A very, very bad day for Earth’s nearest exoplanet neighbour

An artist’s impression of a huge flare erupting from Proxima Centauri last March, blasting Proxima b, Earth’s nearest exoplanet neighbour, with radiation. Proxima b orbits its star 20 times closer than Earth orbits the sun. Image: Roberto Molar Candanosa / Carnegie Institution for Science, NASA/SDO, NASA/JPL

On 24 March last year, a planet – Proxima b – orbiting the red dwarf Proxima Centauri, the Sun’s nearest stellar neighbour, had a very, very bad day.

Two powerful solar flares erupted in two minutes, the second one 10 times brighter than any known flare from Earth’s sun, increasing Proxima Centauri’s brightness by 1,000 times in just 10 seconds and blasting Proxima b with 4,000 times more radiation than Earth receives from a major outburst.

The huge flare, and a smaller one that preceded it, was discovered by the Carnegie Institution’s Meredith MacGregor and Alycia Weinberger when they reviewed observations made last year by the Atacama Large Millimeter/submillimeter Array, or ALMA, radio telescope. Proxima Centauri, known as a fare star, is the Sun’s nearest stellar neighbour at a distance of 4.2 light years.

“It’s likely that Proxima b was blasted by high energy radiation during the flare,” MacGregor said in a Carnegie statement. “Over the billions of years since Proxima b formed, flares like this one could have evaporated any atmosphere or ocean and sterilized the surface, suggesting that habitability may involve more than just being the right distance from the host star to have liquid water.”

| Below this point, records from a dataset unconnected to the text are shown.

//! Error types for the gateway
//!
//! Every failure the core can produce is one of these variants. They are
//! recovered at the gateway boundary and rendered as structured HTTP failures;
//! none of them terminate the process.

use hyper::StatusCode;

/// Main error type for gateway operations.
///
/// Cloneable so that one in-flight readiness outcome can be handed to every
/// caller awaiting it.
#[derive(Debug, Clone, thiserror::Error)]
pub enum GatewayError {
    /// Socket open or send failure
    #[error("Transport error: {0}")]
    Transport(String),

    /// Missing challenge, rejected login, missing session identity
    #[error("Handshake error: {0}")]
    Handshake(String),

    /// No reply of the awaited kind arrived within the budget
    #[error("Timeout waiting for {discriminator}")]
    CorrelationTimeout { discriminator: String },

    /// Asynchronous operational alert from the remote endpoint
    #[error("Remote warning{}: {text}", .code.map(|c| format!(" {}", c)).unwrap_or_default())]
    RemoteWarning { code: Option<i64>, text: String },

    /// Resource cannot be served (stale cache or empty reply)
    #[error("{0}")]
    ResourceUnavailable(String),

    #[error("Bad request: {0}")]
    BadRequest(String),

    #[error("Storage error: {0}")]
    Storage(String),

    #[error("Configuration error: {0}")]
    Config(String),
}

impl GatewayError {
    /// Convert error to HTTP status code
    pub fn status_code(&self) -> StatusCode {
        match self {
            Self::Transport(_) => StatusCode::BAD_GATEWAY,
            Self::Handshake(_) => StatusCode::BAD_GATEWAY,
            Self::CorrelationTimeout { .. } => StatusCode::GATEWAY_TIMEOUT,
            Self::RemoteWarning { .. } => StatusCode::BAD_GATEWAY,
            Self::ResourceUnavailable(_) => StatusCode::NOT_FOUND,
            Self::BadRequest(_) => StatusCode::BAD_REQUEST,
            Self::Storage(_) => StatusCode::INTERNAL_SERVER_ERROR,
            Self::Config(_) => StatusCode::INTERNAL_SERVER_ERROR,
        }
    }

    /// Convert to status code and body tuple for HTTP response
    pub fn into_status_code_and_body(self) -> (StatusCode, String) {
        let status = self.status_code();
        let body = self.to_string();
        (status, body)
    }
}

impl From<std::io::Error> for GatewayError {
    fn from(err: std::io::Error) -> Self {
        Self::Storage(err.to_string())
    }
}

impl From<serde_json::Error> for GatewayError {
    fn from(err: serde_json::Error) -> Self {
        Self::BadRequest(format!("JSON error: {}", err))
    }
}

impl From<tokio_tungstenite::tungstenite::Error> for GatewayError {
    fn from(err: tokio_tungstenite::tungstenite::Error) -> Self {
        Self::Transport(err.to_string())
    }
}

impl From<crate::protocol::ChallengeError> for GatewayError {
    fn from(err: crate::protocol::ChallengeError) -> Self {
        Self::Handshake(format!("Challenge could not be solved: {}", err))
    }
}

/// Result type alias for gateway operations
pub type Result<T> = std::result::Result<T, GatewayError>;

Proxima b, with a mass of at least 1.3 times that of Earth, orbits its sun at a distance of about 7.5 million kilometers (4.6 million miles), completing one “year” in a bit more than 11 days. The planet orbits in the red dwarf’s habitable zone, but astronomers already doubted its habitability because of the star’s extreme solar wind and history of flares.

A paper last November looked at the same ALMA observations and concluded the average brightness, including the output of the star and the flare, may have been caused by disks of dust and debris circling Proxima Centauri that are similar to the asteroid and Kuiper belts in Earth’s solar system, possibly indicating the presence of additional planets.

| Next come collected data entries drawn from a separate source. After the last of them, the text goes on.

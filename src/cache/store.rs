//! Cache store implementation
//!
//! File-backed store: one pretty-printed JSON file per resource plus a
//! `state.json` record holding the last known connection state. Every write
//! replaces a whole file through a rename, so readers never observe a torn
//! entry.

use chrono::{DateTime, Utc};
use serde::{Deserialize, Serialize};
use serde_json::Value;
use std::fs;
use std::io::ErrorKind;
use std::path::{Path, PathBuf};
use std::sync::atomic::{AtomicU64, Ordering};
use std::time::Duration;
use tracing::{debug, warn};

use super::keys::ResourceKey;
use crate::session::ConnectionState;
use crate::types::Result;

/// File holding the persisted connection state
pub const STATE_FILE: &str = "state.json";

/// A cached resource with metadata
#[derive(Debug, Clone, PartialEq)]
pub struct CacheEntry {
    pub key: ResourceKey,
    /// Last payload fetched for this resource
    pub payload: Value,
    /// When the payload was written
    pub written_at: DateTime<Utc>,
}

impl CacheEntry {
    /// Check the entry against an optional maximum age
    pub fn is_fresh(&self, ttl: Option<Duration>) -> bool {
        match ttl {
            None => true,
            Some(ttl) => {
                let age = Utc::now().signed_duration_since(self.written_at);
                age.to_std().unwrap_or(Duration::ZERO) < ttl
            }
        }
    }
}

#[derive(Serialize, Deserialize)]
struct StateRecord {
    connect_state: Option<ConnectionState>,
}

/// Persistent resource cache
pub struct CacheStore {
    dir: PathBuf,
    ttl: Option<Duration>,
    tmp_seq: AtomicU64,
}

impl CacheStore {
    /// Open (and create if needed) a store rooted at `dir`
    pub fn open(dir: impl Into<PathBuf>, ttl: Option<Duration>) -> Result<Self> {
        let dir = dir.into();
        fs::create_dir_all(&dir)?;
        Ok(Self {
            dir,
            ttl,
            tmp_seq: AtomicU64::new(0),
        })
    }

    pub fn dir(&self) -> &Path {
        &self.dir
    }

    pub fn ttl(&self) -> Option<Duration> {
        self.ttl
    }

    fn path_for(&self, key: &ResourceKey) -> PathBuf {
        self.dir.join(key.file_name())
    }

    /// Get an entry by key. Entries older than the TTL read as absent.
    pub fn get(&self, key: &ResourceKey) -> Result<Option<CacheEntry>> {
        let path = self.path_for(key);
        let raw = match fs::read(&path) {
            Ok(raw) => raw,
            Err(e) if e.kind() == ErrorKind::NotFound => {
                debug!(key = %key, "Cache miss");
                return Ok(None);
            }
            Err(e) => return Err(e.into()),
        };

        let payload: Value = match serde_json::from_slice(&raw) {
            Ok(v) => v,
            Err(e) => {
                warn!(key = %key, error = %e, "Discarding unreadable cache entry");
                return Ok(None);
            }
        };
        let written_at = fs::metadata(&path)?
            .modified()
            .map(DateTime::<Utc>::from)
            .unwrap_or_else(|_| Utc::now());

        let entry = CacheEntry {
            key: *key,
            payload,
            written_at,
        };
        if !entry.is_fresh(self.ttl) {
            debug!(key = %key, "Cache entry expired");
            return Ok(None);
        }

        debug!(key = %key, "Cache hit");
        Ok(Some(entry))
    }

    /// Store a payload, overwriting any previous entry
    pub fn put(&self, key: &ResourceKey, payload: &Value) -> Result<CacheEntry> {
        let bytes = serde_json::to_vec_pretty(payload)?;
        self.write_atomic(&self.path_for(key), &bytes)?;
        debug!(key = %key, bytes = bytes.len(), "Cache set");
        Ok(CacheEntry {
            key: *key,
            payload: payload.clone(),
            written_at: Utc::now(),
        })
    }

    /// Persist the connection state record
    pub fn write_state(&self, state: ConnectionState) -> Result<()> {
        let record = StateRecord {
            connect_state: Some(state),
        };
        let bytes = serde_json::to_vec_pretty(&record)?;
        self.write_atomic(&self.dir.join(STATE_FILE), &bytes)
    }

    /// Read the persisted connection state, if any
    pub fn read_state(&self) -> Option<ConnectionState> {
        let raw = fs::read(self.dir.join(STATE_FILE)).ok()?;
        serde_json::from_slice::<StateRecord>(&raw)
            .ok()
            .and_then(|r| r.connect_state)
    }

    fn write_atomic(&self, path: &Path, bytes: &[u8]) -> Result<()> {
        let seq = self.tmp_seq.fetch_add(1, Ordering::Relaxed);
        let file_name = path
            .file_name()
            .map(|n| n.to_string_lossy().into_owned())
            .unwrap_or_default();
        let tmp = path.with_file_name(format!(".{}.{}.{}.tmp", file_name, std::process::id(), seq));

        fs::write(&tmp, bytes)?;
        if let Err(e) = fs::rename(&tmp, path) {
            let _ = fs::remove_file(&tmp);
            return Err(e.into());
        }
        Ok(())
    }
}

But when MacGregor, Weinberger and their team looked at the data as a function of observing time, the nature of the transient event became clear, according to the Carnegie statement.

“There is now no reason to think that there is a substantial amount of dust around Proxima Cen,” Weinberger said. “Nor is there any information yet that indicates the star has a rich planetary system like ours.”